Wednesday 20 June 2012

New physio to SPACE has touch to match ambitions of him & clinic

Introducing SPACE's newest recruit: physio Jon Twynham! 


We are thrilled to be able to have recruited him from Aberdeen to join us at 'Inner' SPACE Central at Dalry Road.


He has been well known to us for a few years as he has been a partof the support team to the Spaceclinics.com sponsored Scotland Touch team from  Bristol at the last European Championships through the Touch World Cup in Edinburgh to the next Europeans in September in Italy.

Well qualified for the role of staff physio at SPACE, 'JT' has great experience at a spotts' injury clinic in Aberdeen as well as being physio to the Scotland Womens' rugby 7s and XVs teams currently.

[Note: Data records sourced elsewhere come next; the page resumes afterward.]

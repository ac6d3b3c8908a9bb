//! `twinpack mutate` — Patch a host-supplied graph in place.

use std::path::PathBuf;

use anyhow::Context;
use clap::Args;
use twinpack_common::config::{BuildEnv, HostOptions};
use twinpack_compose::composer::ConfigComposer;
use twinpack_compose::graph::BuildGraphDescriptor;
use twinpack_compose::target;

use crate::output;

/// Arguments for the `mutate` command.
#[derive(Args, Debug)]
pub struct MutateArgs {
    /// JSON graph produced by the host orchestrator.
    #[arg(long)]
    pub base: PathBuf,

    /// Write the patched graph to this file instead of stdout.
    #[arg(short, long)]
    pub output: Option<PathBuf>,
}

/// Executes the `mutate` command.
///
/// # Errors
///
/// Returns an error if the base graph cannot be read, the target is
/// invalid, or a patch cannot be applied.
pub fn execute(args: &MutateArgs, options: &HostOptions, env: &BuildEnv) -> anyhow::Result<()> {
    let target = target::resolve(options, env)?;
    let base = BuildGraphDescriptor::from_json_file(&args.base)
        .with_context(|| format!("loading base graph {}", args.base.display()))?;
    tracing::info!(base = %args.base.display(), process = %target.process, "mutating graph");
    let graph = ConfigComposer::new(env).mutate(base, &target)?;
    output::write_json(&graph, args.output.as_deref())
}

Enjoy his presence from today, June 20th, as JT will be joining Stephen in the Olympic Village as polyclinic physio from the end of July!
We hope you will agree he will add great value to the SPACE team as our 6th physiotherapist on site, available on Mondays, Wednesdays & Thursdays.



He is certainly looking forward to being a part of the team building on our reputation for quality acquisitions & added value in specialist areas from rowing to rugby, touch football to tae kwon do!

Tuesday 19 June 2012

Pacific Tour continues to Samoa

Sport opens many doors: employment; honours; trophies; dinners+meetings. It also occasionally delivers on trips to venues where you may rarely consider visiting outwith an organised tour-such are the risks or hassles: we can think back to visits to Tblisi perhaps, or Dubai/ India+Pakistan when armed bodyguards are requirements for sporting bouts.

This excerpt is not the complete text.